I'm sure you already know this, but there are lists of foods dogs can't have (macadamia nuts, garlic, onions, chocolate, etc.) So just be careful to avoid those items and Angie will be one happy poodle!


----------



## fjm (Jun 4, 2010)

Mine get raw/home cooked all the time. They are both toys - raw meals are half a chicken wing each, lamb ribs, pork ribs, green tripe, chunks of duck neck when I can get them, or other meaty bones of a suitable size (which excludes the dangerous weight bearing bones!). For the cooked meals I buy balanced pet mince - chicken, turkey, beef, lamb, duck, rabbit, mixed offal etc, etc, - from a specialist supplier, and add in whatever vegetables I have (fresh or frozen), and sometimes kidney, heart, or anything boneless on extra special offer. I am not convinced they need the veg, but it pads the meals out without adding many calories, and they are both looking a bit plump after weeks of foul weather have reduced our daily walks! It all goes into the slow cooker, and is then frozen in portions. Occasionally they get fish - fresh or tinned - or scrambled eggs.

I make liver into treats - too much liver leads to squidgy tummy, but made into cake and biscuits it seems fine.

The cats get similar, without the veg and with a dash of taurine powder - the dogs gobble their own, lick each other's bowls to be sure, and then stand by to do the rinse cycle on the cat bowls too!


----------



## minipoodlelover (Jul 25, 2011)

Thank you both. I was feeding my black mini kibble mixed with cooked chopped beef and that worked well for him. I tried this mix with Angie but it gave her digestive upset, so I've stuck with the two kibbles and alternate them for variety - though from Angie's point of view, it must not seem like much of a variety. I'm going to try some of the foods you've both suggested, one at a time, and give it enough time to let the newness of the food work through her system.

Rowan, I recently asked my vet about a vitamin/mineral supplement and he didn't have much to say. Would you mind giving me a recommendation for one? I'm a big believer in good nutrition, including vitamins/minerals.


----------



## Rowan (May 27, 2011)

minipoodlelover said:


> Thank you both. I was feeding my black mini kibble mixed with cooked chopped beef and that worked well for him. I tried this mix with Angie but it gave her digestive upset, so I've stuck with the two kibbles and alternate them for variety - though from Angie's point of view, it must not seem like much of a variety.

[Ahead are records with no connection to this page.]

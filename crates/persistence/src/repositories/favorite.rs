//! Favorite repository.

use async_trait::async_trait;
use domain::stores::{FavoriteStore, StoreResult};
use sqlx::PgPool;
use uuid::Uuid;

use crate::error::store_error;
use crate::metrics::QueryTimer;

#[derive(Clone)]
pub struct FavoriteRepository {
    pool: PgPool,
}

impl FavoriteRepository {
    pub fn new(pool: PgPool) -> Self {
        Self { pool }
    }
}

#[async_trait]
impl FavoriteStore for FavoriteRepository {
    async fn delete_favorite(&self, group_id: Uuid, user_id: Uuid) -> StoreResult<bool> {
        let timer = QueryTimer::new("delete_favorite");
        let result = sqlx::query(
            r#"
            DELETE FROM group_favorites
            WHERE group_id = $1 AND user_id = $2
            "#,
        )
        .bind(group_id)
        .bind(user_id)
        .execute(&self.pool)
        .await;
        timer.finish(result.is_ok());
        Ok(result.map_err(store_error)?.rows_affected() > 0)
    }

    async fn insert_favorite(&self, group_id: Uuid, user_id: Uuid) -> StoreResult<()> {
        let timer = QueryTimer::new("insert_favorite");
        let result = sqlx::query(
            r#"
            INSERT INTO group_favorites (group_id, user_id)
            VALUES ($1, $2)
            "#,
        )
        .bind(group_id)
        .bind(user_id)
        .execute(&self.pool)
        .await;
        timer.finish(result.is_ok());
        result.map(|_| ()).map_err(store_error)
    }
}
//! Logging initialization.

use tracing_subscriber::{
    fmt::{self, format::FmtSpan},
    layer::SubscriberExt,
    util::SubscriberInitExt,
    EnvFilter,
};

use crate::config::{LogFormat, LoggingConfig};

/// Installs the global subscriber. `RUST_LOG` takes precedence over the
/// configured level.
pub fn init_logging(config: &LoggingConfig) {
    let env_filter =
        EnvFilter::try_from_default_env().unwrap_or_else(|_| EnvFilter::new(&config.level));

    let subscriber = tracing_subscriber::registry().with(env_filter);

    if config.format == LogFormat::Json {
        let json_layer = fmt::layer()
            .json()
            .with_span_events(FmtSpan::CLOSE)
            .with_current_span(true)
            .with_target(true);
        subscriber.with(json_layer).init();
    } else {
        let pretty_layer = fmt::layer()
            .pretty()
            .with_span_events(FmtSpan::CLOSE)
            .with_target(true);
        subscriber.with(pretty_layer).init();
    }
}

I'm going to try some of the foods you've both suggested, one at a time, and give it enough time to let the newness of the food work through her system.
> 
> Rowan, I recently asked my vet about a vitamin/mineral supplement and he didn't have much to say. Would you mind giving me a recommendation for one? I'm a big believer in good nutrition, including vitamins/minerals.


I use Dr. Goodpet pet care, pet health care, canine health, dog products, cat products pet products

I ended up using this one as it's the only one my picky poodle will eat. If I put anything else on his food, he'll walk away! LOL The other two will eat anything. They get a "human" EFA (refrigerated) and a human probiotic too---although I keep Dr. Goodpet's Probiotic on hand for when I run out.  My dogs run with me so I figured a vit/min supplement would prevent any deficiencies. Like you, I'm a believer in good nutrition and feel it's good to supplement _just in case_. 

I hope that helps!


----------